Dataset entries:
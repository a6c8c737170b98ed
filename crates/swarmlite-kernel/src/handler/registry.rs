//! Handler registry: resolves `task.type` + `config.function` to an
//! executable handler, and compensation handler names for rollback.

use std::collections::HashMap;
use std::fmt;
use std::sync::Arc;

use crate::workflow::Task;

use super::TaskHandler;

/// Errors from handler resolution
#[derive(Debug, Clone, PartialEq, Eq, thiserror::Error)]
pub enum RegistryError {
    /// No handler matches the task's type and function
    #[error("no handler registered for type {task_type} function {function}")]
    HandlerNotFound { task_type: String, function: String },

    /// No default handler for a task type without a function
    #[error("no default handler registered for type {0}")]
    NoDefaultHandler(String),

    /// A compensation handler name resolves to nothing
    #[error("no compensation handler named {0}")]
    CompensatorNotFound(String),
}

/// Registry of named task handlers
///
/// Handlers are registered under `(type, function)`; a task whose config
/// omits `function` resolves the type's default handler. Compensation
/// handler names (the values of a workflow's `compensation_handlers` map)
/// resolve against every registered function name plus any explicitly
/// registered compensators.
#[derive(Default)]
pub struct HandlerRegistry {
    by_function: HashMap<(String, String), Arc<dyn TaskHandler>>,
    defaults: HashMap<String, Arc<dyn TaskHandler>>,
    named: HashMap<String, Arc<dyn TaskHandler>>,
}

impl HandlerRegistry {
    pub fn new() -> Self {
        Self::default()
    }

    /// Register a handler for a `(type, function)` pair
    ///
    /// The function name also becomes resolvable as a compensation handler
    /// name.
    pub fn register(
        &mut self,
        task_type: impl Into<String>,
        function: impl Into<String>,
        handler: Arc<dyn TaskHandler>,
    ) {
        let task_type = task_type.into();
        let function = function.into();
        self.named.insert(function.clone(), handler.clone());
        self.by_function.insert((task_type, function), handler);
    }

    /// Register the default handler for a task type
    pub fn register_default(
        &mut self,
        task_type: impl Into<String>,
        handler: Arc<dyn TaskHandler>,
    ) {
        self.defaults.insert(task_type.into(), handler);
    }

    /// Register a handler resolvable only by name (for compensation)
    pub fn register_compensator(
        &mut self,
        name: impl Into<String>,
        handler: Arc<dyn TaskHandler>,
    ) {
        self.named.insert(name.into(), handler);
    }

    /// Resolve the handler for a task
    pub fn resolve(&self, task: &Task) -> Result<Arc<dyn TaskHandler>, RegistryError> {
        match task.function() {
            Some(function) => self
                .by_function
                .get(&(task.task_type.clone(), function.to_string()))
                .cloned()
                .ok_or_else(|| RegistryError::HandlerNotFound {
                    task_type: task.task_type.clone(),
                    function: function.to_string(),
                }),
            None => self
                .defaults
                .get(&task.task_type)
                .cloned()
                .ok_or_else(|| RegistryError::NoDefaultHandler(task.task_type.clone())),
        }
    }

    /// Resolve a compensation handler by its registered name
    pub fn resolve_compensator(
        &self,
        name: &str,
    ) -> Result<Arc<dyn TaskHandler>, RegistryError> {
        self.named
            .get(name)
            .cloned()
            .ok_or_else(|| RegistryError::CompensatorNotFound(name.to_string()))
    }

    pub fn len(&self) -> usize {
        self.by_function.len() + self.defaults.len()
    }

    pub fn is_empty(&self) -> bool {
        self.by_function.is_empty() && self.defaults.is_empty()
    }
}

impl fmt::Debug for HandlerRegistry {
    fn fmt(&self, f: &mut fmt::Formatter<'_>) -> fmt::Result {
        f.debug_struct("HandlerRegistry")
            .field("functions", &self.by_function.keys().collect::<Vec<_>>())
            .field("defaults", &self.defaults.keys().collect::<Vec<_>>())
            .finish()
    }
}
#[cfg(test)]
mod tests {
    use std::path::PathBuf;
    use std::time::{Duration, Instant};

    use eframe::egui::vec2;

    use super::*;
    use crate::graph::{RawEntity, RawGraph, RawLink, TypeTag};

    fn session() -> Session {
        Session::new(SessionConfig {
            sources: DocumentSources {
                graph: PathBuf::from("/nonexistent/graph.json"),
                stats: None,
            },
            filters: Vec::new(),
            package_colors: Vec::new(),
            isolate: false,
            layout: LayoutConfig::default(),
        })
    }

    fn entity(name: &str, tag: &str) -> RawEntity {
        RawEntity {
            name: name.to_owned(),
            types: vec![TypeTag::from(tag.to_owned())],
            methods: 2,
            constructors: 1,
            nb_variants: 0,
        }
    }

    fn link(source: &str, target: &str) -> RawLink {
        RawLink {
            source: source.to_owned(),
            target: target.to_owned(),
        }
    }

    fn shapes() -> Result<LoadedDocuments> {
        Ok(LoadedDocuments {
            graph: RawGraph {
                nodes: vec![
                    entity("Shape", "CLASS"),
                    entity("IShape", "INTERFACE"),
                    entity("com.a.Circle", "CLASS"),
                ],
                links: vec![link("Shape", "IShape"), link("com.a.Circle", "Shape")],
            },
            statistics: Some(Statistics::default()),
        })
    }

    fn node_names(session: &Session) -> Vec<&str> {
        session
            .render()
            .nodes()
            .iter()
            .map(|node| node.name())
            .collect()
    }

    #[test]
    fn stale_loads_never_touch_the_scene() {
        let mut session = session();
        let first = session.display();
        let second = session.display();

        assert_eq!(session.complete_load(first, shapes()), LoadOutcome::Stale);
        assert!(session.render().is_empty());
        assert_eq!(session.phase(), &DisplayPhase::Loading);

        assert_eq!(session.complete_load(second, shapes()), LoadOutcome::Applied);
        assert_eq!(node_names(&session), vec!["Shape", "IShape", "com.a.Circle"]);
        assert_eq!(session.phase(), &DisplayPhase::Simulating);
        assert!(session.statistics().is_some());
    }

    #[test]
    fn dangling_link_fails_without_a_partial_render() {
        let mut session = session();
        let generation = session.display();
        session.complete_load(generation, shapes());
        assert!(!session.render().is_empty());

        let generation = session.display();
        let broken = Ok(LoadedDocuments {
            graph: RawGraph {
                nodes: vec![entity("Shape", "CLASS")],
                links: vec![link("Shape", "Ghost")],
            },
            statistics: None,
        });

        assert_eq!(session.complete_load(generation, broken), LoadOutcome::Failed);
        assert!(session.render().is_empty());
        assert!(session.model().is_none());
        assert!(
            matches!(session.phase(), DisplayPhase::Failed(message) if message.contains("Ghost"))
        );
    }

    #[test]
    fn clicked_node_becomes_a_filter_and_redisplays_once() {
        let mut session = session();
        let generation = session.display();
        session.complete_load(generation, shapes());

        session.send(Command::AddFilter("IShape".to_owned()));
        session.send(Command::AddFilter("com.a".to_owned()));
        session.send(Command::SetIsolation(true));
        assert!(session.process_commands());
        assert_eq!(session.generation(), generation + 1);
        assert!(!session.process_commands());

        let outcome = session.complete_load(session.generation(), shapes());
        assert_eq!(outcome, LoadOutcome::Applied);
        assert!(node_names(&session).is_empty());
        assert!(session.render().links().is_empty());

        session.send(Command::SetIsolation(false));
        session.process_commands();
        session.complete_load(session.generation(), shapes());
        assert_eq!(node_names(&session), vec!["Shape"]);
    }

    #[test]
    fn filters_are_read_when_the_load_lands() {
        let mut session = session();
        let generation = session.display();

        session.filters.add_filter("IShape");
        assert_eq!(session.complete_load(generation, shapes()), LoadOutcome::Applied);
        assert_eq!(node_names(&session), vec!["Shape", "com.a.Circle"]);
    }

    #[test]
    fn package_colors_recolor_without_rebinding() {
        let mut session = session();
        let generation = session.display();
        session.complete_load(generation, shapes());
        let serial = session.render().nodes()[2].serial();

        session.send(Command::AddPackageColor("com.a".to_owned()));
        session.process_commands();
        session.complete_load(session.generation(), shapes());

        let circle = &session.render().nodes()[2];
        assert_eq!(circle.serial(), serial);
        assert_eq!(
            circle.fill,
            session.colors.set().color_for_entity("com.a.Circle")
        );
        assert_eq!(session.package_color_items().len(), 1);
    }

    #[test]
    fn bound_scene_keeps_moving_while_a_load_is_pending() {
        let mut session = session();
        let generation = session.display();
        session.complete_load(generation, shapes());
        let before = session.render().nodes()[1].position;

        let pending = session.display();
        assert_eq!(session.phase(), &DisplayPhase::Loading);

        let render = session.render_mut();
        render.drag_start(0, vec2(0.0, 0.0));
        render.drag_move(vec2(300.0, 300.0));
        assert!(session.tick());

        assert_eq!(session.phase(), &DisplayPhase::Loading);
        assert_eq!(session.render().nodes()[0].position, vec2(300.0, 300.0));
        assert_ne!(session.render().nodes()[1].position, before);

        assert_eq!(session.complete_load(pending, shapes()), LoadOutcome::Applied);
        assert_eq!(session.phase(), &DisplayPhase::Simulating);
    }

    #[test]
    fn layout_settles_after_binding() {
        let mut session = session();
        let generation = session.display();
        session.complete_load(generation, shapes());

        let mut ticks = 0;
        while session.tick() {
            ticks += 1;
            assert!(ticks < 1_000);
        }
        assert_eq!(session.phase(), &DisplayPhase::Settled);

        session.reheat();
        assert_eq!(session.phase(), &DisplayPhase::Simulating);
        assert!(session.tick());
    }

    #[test]
    fn worker_load_of_a_missing_file_fails_visibly() {
        let mut session = session();
        session.display();

        let deadline = Instant::now() + Duration::from_secs(5);
        let outcome = loop {
            if let Some(outcome) = session.poll_load() {
                break outcome;
            }
            assert!(Instant::now() < deadline, "load never finished");
            thread::sleep(Duration::from_millis(5));
        };

        assert_eq!(outcome, LoadOutcome::Failed);
        assert!(matches!(
            session.phase(),
            DisplayPhase::Failed(message) if message.contains("graph.json")
        ));
    }
}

WHAT THE EXERCISE ASKS
In the answer, give the lines from the first line of the data through the line with "use super::TaskHandler;", exactly as they appear and with no additions.

TASK ANSWER
repository a6c8c737170b98ed
filename crates/swarmlite-kernel/src/handler/registry.rs
//! Handler registry: resolves `task.type` + `config.function` to an
//! executable handler, and compensation handler names for rollback.

use std::collections::HashMap;
use std::fmt;
use std::sync::Arc;

use crate::workflow::Task;

use super::TaskHandler;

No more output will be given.